──────── Data shown ────────
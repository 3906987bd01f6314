//! Client for the quant engine's Thrift `EngineService`.
//!
//! Every call opens its own TCP connection with 1 KiB buffered transports and
//! the binary protocol, sends one request and drops the connection when it
//! returns, whatever the outcome. The exchange is blocking; async callers go
//! through [`QuantClient::get_type`], which runs it on the blocking pool.

pub mod engine;

use std::collections::BTreeMap;
use std::net::{SocketAddr, TcpStream, ToSocketAddrs};
use std::time::Duration;

use thiserror::Error;
use thrift::protocol::{TBinaryInputProtocol, TBinaryOutputProtocol};
use thrift::transport::{TBufferedReadTransport, TBufferedWriteTransport, TIoChannel, TTcpChannel};
use tracing::debug;

use crate::config::QuantConfig;
pub use engine::QuantType;

/// Buffer size of the read and write transports.
const TRANSPORT_BUFFER_SIZE: usize = 1024;

/// Socket connect/read/write timeout.
const SOCKET_TIMEOUT: Duration = Duration::from_secs(10);

/// Sequence number of the single call made per connection.
const CALL_SEQUENCE: i32 = 1;

/// Type classification: category name → ordered codes.
pub type QuantTypes = BTreeMap<String, Vec<String>>;

/// Errors talking to the quant engine.
#[derive(Error, Debug)]
pub enum RpcError {
    /// The engine could not be reached
    #[error("cannot connect to quant engine at {addr}: {source}")]
    Connect {
        addr: String,
        #[source]
        source: std::io::Error,
    },

    /// Transport or protocol failure during the exchange
    #[error("thrift error: {0}")]
    Protocol(#[from] thrift::Error),

    /// The engine answered with an application exception
    #[error("quant engine raised: {0}")]
    Remote(String),

    /// The reply did not match the call
    #[error("unexpected reply: {0}")]
    Unexpected(String),

    /// The payload is not a JSON object of string lists
    #[error("invalid type payload: {0}")]
    Decode(#[from] serde_json::Error),

    /// The blocking task did not complete
    #[error("rpc task failed: {0}")]
    Task(String),
}

/// Decode the JSON payload carried by a `GetType` reply.
pub fn decode_types(payload: &str) -> Result<QuantTypes, RpcError> {
    Ok(serde_json::from_str(payload)?)
}

/// Quant engine client.
#[derive(Debug, Clone)]
pub struct QuantClient {
    host: String,
    port: u16,
}

impl QuantClient {
    pub fn new(host: impl Into<String>, port: u16) -> Self {
        Self {
            host: host.into(),
            port,
        }
    }

    pub fn from_config(config: &QuantConfig) -> Self {
        Self::new(config.host.clone(), config.port)
    }

    /// `host:port` of the engine.
    pub fn addr(&self) -> String {
        format!("{}:{}", self.host, self.port)
    }

    fn connect(&self) -> Result<TcpStream, RpcError> {
        let connect_err = |source| RpcError::Connect {
            addr: self.addr(),
            source,
        };
        let addrs: Vec<SocketAddr> = (self.host.as_str(), self.port)
            .to_socket_addrs()
            .map_err(connect_err)?
            .collect();

        let mut last_err = std::io::Error::new(
            std::io::ErrorKind::AddrNotAvailable,
            "host resolved to no addresses",
        );
        for addr in addrs {
            match TcpStream::connect_timeout(&addr, SOCKET_TIMEOUT) {
                Ok(stream) => {
                    stream.set_read_timeout(Some(SOCKET_TIMEOUT)).map_err(connect_err)?;
                    stream.set_write_timeout(Some(SOCKET_TIMEOUT)).map_err(connect_err)?;
                    return Ok(stream);
                }
                Err(e) => last_err = e,
            }
        }
        Err(connect_err(last_err))
    }

    /// Raw `GetType` exchange; returns the reply's data string.
    pub fn call_get_type(&self, kind: QuantType) -> Result<String, RpcError> {
        let stream = self.connect()?;
        let (read_half, write_half) = TTcpChannel::with_stream(stream).split()?;
        let mut input = TBinaryInputProtocol::new(
            TBufferedReadTransport::with_capacity(TRANSPORT_BUFFER_SIZE, read_half),
            false,
        );
        let mut output = TBinaryOutputProtocol::new(
            TBufferedWriteTransport::with_capacity(TRANSPORT_BUFFER_SIZE, write_half),
            true,
        );

        debug!(addr = %self.addr(), ?kind, "Calling GetType");
        engine::write_get_type_call(&mut output, CALL_SEQUENCE, kind)?;
        engine::read_get_type_reply(&mut input, CALL_SEQUENCE)
    }

    /// Stock type classification, blocking.
    pub fn get_type_blocking(&self) -> Result<QuantTypes, RpcError> {
        let payload = self.call_get_type(QuantType::Stock)?;
        decode_types(&payload)
    }

    /// Stock type classification.
    pub async fn get_type(&self) -> Result<QuantTypes, RpcError> {
        let client = self.clone();
        tokio::task::spawn_blocking(move || client.get_type_blocking())
            .await
            .map_err(|e| RpcError::Task(e.to_string()))?
    }
}

/// In-process engine answering `GetType` calls, for tests.
#[cfg(test)]
pub(crate) mod testing {
    use super::engine::{server, QuantType};
    use super::*;
    use std::net::TcpListener;
    use std::thread::JoinHandle;

    /// How the fake engine answers.
    #[derive(Clone)]
    pub enum Answer {
        Data(String),
        Exception(String),
    }

    /// Serve `calls` connections on an ephemeral port; the handle yields the
    /// requested type of each call.
    pub fn spawn_engine(answer: Answer, calls: usize) -> (u16, JoinHandle<Vec<Option<QuantType>>>) {
        let listener = TcpListener::bind("127.0.0.1:0").unwrap();
        let port = listener.local_addr().unwrap().port();
        let handle = std::thread::spawn(move || {
            let mut kinds = Vec::new();
            for _ in 0..calls {
                let (stream, _) = listener.accept().unwrap();
                let (r, w) = TTcpChannel::with_stream(stream).split().unwrap();
                let mut i = TBinaryInputProtocol::new(TBufferedReadTransport::new(r), false);
                let mut o = TBinaryOutputProtocol::new(TBufferedWriteTransport::new(w), true);
                let (seq, kind) = server::read_get_type_call(&mut i).unwrap();
                kinds.push(QuantType::from_i32(kind));
                match &answer {
                    Answer::Data(data) => server::write_get_type_reply(&mut o, seq, data).unwrap(),
                    Answer::Exception(msg) => server::write_exception(&mut o, seq, msg).unwrap(),
                }
            }
            kinds
        });
        (port, handle)
    }
}

#[cfg(test)]
mod tests {
    use super::testing::{spawn_engine, Answer};
    use super::*;

    #[test]
    fn test_decode_types() {
        let types = decode_types(r#"{"STOCK":["GOOG","AAPL"]}"#).unwrap();
        assert_eq!(types.len(), 1);
        assert_eq!(types["STOCK"], vec!["GOOG".to_string(), "AAPL".to_string()]);
    }

    #[test]
    fn test_decode_rejects_non_json() {
        let err = decode_types("not-json").unwrap_err();
        assert!(matches!(err, RpcError::Decode(_)));
    }

    #[test]
    fn test_decode_rejects_wrong_shape() {
        assert!(decode_types(r#"{"STOCK":"GOOG"}"#).is_err());
        assert!(decode_types(r#"["GOOG"]"#).is_err());
    }

    #[test]
    fn test_get_type_round_trip() {
        let (port, engine) = spawn_engine(
            Answer::Data(r#"{"STOCK":["GOOG","AAPL"],"INDEX":["SPX"]}"#.to_string()),
            1,
        );
        let client = QuantClient::new("127.0.0.1", port);

        let types = client.get_type_blocking().unwrap();

        assert_eq!(types["STOCK"], vec!["GOOG", "AAPL"]);
        assert_eq!(types["INDEX"], vec!["SPX"]);
        assert_eq!(engine.join().unwrap(), vec![Some(QuantType::Stock)]);
    }

    #[test]
    fn test_get_type_bad_payload_is_decode_error() {
        let (port, engine) = spawn_engine(Answer::Data("not-json".to_string()), 1);
        let client = QuantClient::new("127.0.0.1", port);

        let err = client.get_type_blocking().unwrap_err();

        assert!(matches!(err, RpcError::Decode(_)));
        engine.join().unwrap();
    }

    #[test]
    fn test_each_call_uses_a_new_connection() {
        let (port, engine) = spawn_engine(Answer::Data("{}".to_string()), 2);
        let client = QuantClient::new("127.0.0.1", port);

        assert!(client.get_type_blocking().unwrap().is_empty());
        assert!(client.get_type_blocking().unwrap().is_empty());
        assert_eq!(engine.join().unwrap().len(), 2);
    }

    #[test]
    fn test_remote_exception() {
        let (port, engine) = spawn_engine(Answer::Exception("engine offline".to_string()), 1);
        let client = QuantClient::new("127.0.0.1", port);

        let err = client.get_type_blocking().unwrap_err();

        assert!(matches!(err, RpcError::Remote(ref msg) if msg == "engine offline"));
        engine.join().unwrap();
    }

    #[test]
    fn test_connect_failure_is_an_error() {
        // Bind then drop to get a port with nothing listening
        let port = std::net::TcpListener::bind("127.0.0.1:0")
            .unwrap()
            .local_addr()
            .unwrap()
            .port();
        let client = QuantClient::new("127.0.0.1", port);

        let err = client.get_type_blocking().unwrap_err();

        assert!(matches!(err, RpcError::Connect { .. }));
        assert!(err.to_string().contains(&format!("127.0.0.1:{}", port)));
    }

    #[tokio::test]
    async fn test_async_get_type() {
        let (port, engine) = spawn_engine(Answer::Data(r#"{"STOCK":["GOOG"]}"#.to_string()), 1);
        let client = QuantClient::new("127.0.0.1", port);

        let types = client.get_type().await.unwrap();

        assert_eq!(types["STOCK"], vec!["GOOG"]);
        engine.join().unwrap();
    }
}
────────
- Task objective
If a line above holds "TBufferedReadTransport", count it; say how many such lines there are and nothing else.

- Final answer
3